Image: FullCodePress, courtesy of Creative Commons


  1. 209 Valley Jobs

    When I was teaching for a while I always taught my students that Plagiarism was the #1 thing you did not want to do in school – especially college. My father who works at a university has kicked several students out for this! Its a serious thing at the college level and I advise everyone to avoid it.

  2. Victoria Luckie

    What do I do if I suspect someone has stolen the story idea that I have been working on since 1996/7?

    • Kim Kautzer

      Victoria: I’m sorry to say that ideas can’t be copyrighted. Hope this article is helpful in explaining the reasons why.

      • Victoria Luckie

        Thanks. The idea and basic plot was in fact written down in 1996/7. I wrote the first couple of chapters in a library and emailed them to myself some years ago. (I also screenshotted the email). I have also approached a couple of publishers and put the synopsis online on a writers forum for a course I’ve been doing with New York Book Editors (Query Mastery) last year.

        • Kim Kautzer

          Victoria: General ideas, plot lines, etc. can’t be protected by copyright. Even if someone runs with your synopsis, it’s not a violation of copyright. What someone cannot do, though, is use your exact words. That’s why written works are copyrighted. Now, if someone has plagiarized your first two chapters, that’s another thing altogether. But it’s a sad truth that most aspiring authors don’t have the financial means to pursue the matter in a court of law.

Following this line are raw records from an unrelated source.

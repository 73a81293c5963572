use thiserror::Error;

use crate::linalg::LinalgError;

pub type Result<T> = std::result::Result<T, SolverError>;

#[derive(Debug, Error)]
pub enum SolverError {
    #[error("invalid configuration: {0}")]
    Config(String),

    #[error("{what}: expected length {expected}, found {found}")]
    DimensionMismatch {
        what: &'static str,
        expected: usize,
        found: usize,
    },

    #[error("no boundary condition registered under the name \"{0}\"")]
    UnknownBoundary(String),

    #[error(transparent)]
    Linalg(#[from] LinalgError),

    #[error("least-squares stencil of cell {cell} is geometrically degenerate")]
    SingularStencil { cell: usize },

    #[error("non-physical state: {what} = {value}")]
    NonPhysicalState { what: &'static str, value: f64 },

    #[error("cannot calculate {operation} of a {shape}")]
    UndefinedGeometry {
        operation: &'static str,
        shape: &'static str,
    },

    #[error(transparent)]
    Io(#[from] std::io::Error),

    #[error(transparent)]
    Csv(#[from] csv::Error),

    #[error(transparent)]
    Json(#[from] serde_json::Error),
}

/// Checks that a per-variable vector has the expected length.
pub fn ensure_len(what: &'static str, expected: usize, found: usize) -> Result<()> {
    if expected != found {
        return Err(SolverError::DimensionMismatch {
            what,
            expected,
            found,
        });
    }
    Ok(())
}
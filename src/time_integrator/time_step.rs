use std::rc::Rc;

use crate::fv_core::mesh::{FaceNeighbor, Mesh};
use crate::physics::GoverningEquations;

//TRAITS
/// Fills `mesh.fields` time steps for the given Courant number.
pub trait TimeStep {
    fn update_time_steps(&self, mesh: &mut Mesh, courant_number: f64);
}

//STRUCTS
/// Per-cell stable step from the convective and diffusive spectral radii
/// summed over the cell faces.
pub struct LocalTimeStep {
    eqn: Rc<dyn GoverningEquations>,
}

/// Smallest local step, applied everywhere.
pub struct GlobalTimeStep {
    local: LocalTimeStep,
}

//IMPLEMENTATION
impl LocalTimeStep {
    pub fn new(eqn: Rc<dyn GoverningEquations>) -> Self {
        LocalTimeStep { eqn }
    }
}

impl TimeStep for LocalTimeStep {
    fn update_time_steps(&self, mesh: &mut Mesh, courant_number: f64) {
        let mut radii = vec![0.0; mesh.num_cells()];
        for face in mesh.grid.faces() {
            let n = face.unit_normal();
            let ul = mesh.fields.u(face.left);
            let ur = mesh.right_state(face);
            let lambda = self
                .eqn
                .max_abs_eigenvalue(ul, n)
                .max(self.eqn.max_abs_eigenvalue(ur, n));
            let nu = self
                .eqn
                .max_diffusivity(ul)
                .max(self.eqn.max_diffusivity(ur));
            let area = face.area();

            let mut add = |cell: usize| {
                let volume = mesh.grid[cell].volume();
                radii[cell] += lambda * area + 2.0 * nu * area * area / volume;
            };
            add(face.left);
            if let FaceNeighbor::Cell(right) = face.right {
                add(right);
            }
        }

        for (i, radius) in radii.into_iter().enumerate() {
            let volume = mesh.grid[i].volume();
            mesh.fields
                .set_dt(i, courant_number * volume / radius.max(f64::MIN_POSITIVE));
        }
    }
}

impl GlobalTimeStep {
    pub fn new(eqn: Rc<dyn GoverningEquations>) -> Self {
        GlobalTimeStep {
            local: LocalTimeStep::new(eqn),
        }
    }
}

impl TimeStep for GlobalTimeStep {
    fn update_time_steps(&self, mesh: &mut Mesh, courant_number: f64) {
        self.local.update_time_steps(mesh, courant_number);
        let n = mesh.num_cells();
        let dt = (0..n)
            .map(|i| mesh.fields.dt(i))
            .fold(f64::INFINITY, f64::min);
        for i in 0..n {
            mesh.fields.set_dt(i, dt);
        }
    }
}

#[cfg(test)]
mod tests {
    use super::*;
    use crate::fv_core::geometry::Vector;
    use crate::fv_core::mesh_builder::Structured2D;
    use crate::physics::ScalarAdvection;
    use approx::assert_relative_eq;

    #[test]
    fn advective_step_on_a_uniform_grid() {
        let eqn: Rc<dyn GoverningEquations> =
            Rc::new(ScalarAdvection::new(Vector::new(2.0, 0.0, 0.0), 0.0));
        let mut mesh = Structured2D::cartesian((0.0, 0.0), (1.0, 1.0), (4, 4))
            .periodic(true, true)
            .build(1, vec![])
            .unwrap();
        LocalTimeStep::new(eqn).update_time_steps(&mut mesh, 0.8);
        // two faces of length 0.25 see |V.n| = 2; area 1/16
        let expected = 0.8 * 0.0625 / (2.0 * 2.0 * 0.25);
        for i in 0..mesh.num_cells() {
            assert_relative_eq!(mesh.fields.dt(i), expected);
        }
    }

    #[test]
    fn global_step_is_the_smallest_local_step() {
        let eqn: Rc<dyn GoverningEquations> =
            Rc::new(ScalarAdvection::new(Vector::new(1.0, 1.0, 0.0), 0.1));
        let mut structured = Structured2D::cartesian((0.0, 0.0), (3.0, 3.0), (3, 3));
        structured.nodes[1][1].x += 0.3;
        let mut mesh = structured.periodic(true, true).build(1, vec![]).unwrap();

        LocalTimeStep::new(eqn.clone()).update_time_steps(&mut mesh, 1.0);
        let local: Vec<f64> = (0..9).map(|i| mesh.fields.dt(i)).collect();
        let min = local.iter().cloned().fold(f64::INFINITY, f64::min);
        assert!(local.iter().any(|&dt| dt > min));

        GlobalTimeStep::new(eqn).update_time_steps(&mut mesh, 1.0);
        for i in 0..9 {
            assert_eq!(mesh.fields.dt(i), min);
        }
    }
}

          I hope you decide to pursue your book! It sounds like a dream of yours, and regardless of what the other party does with your ideas, they aren’t YOU. Your words, your style, your voice, your characters, your plot twists, your settings will make it YOURS, and no one else’s. Best of luck!

  3. Valentina Vilches

    what happens if someone copies a little of the structure and sources but adding more stuff to an essay but mostly the information is from one essay? is it plagiarism?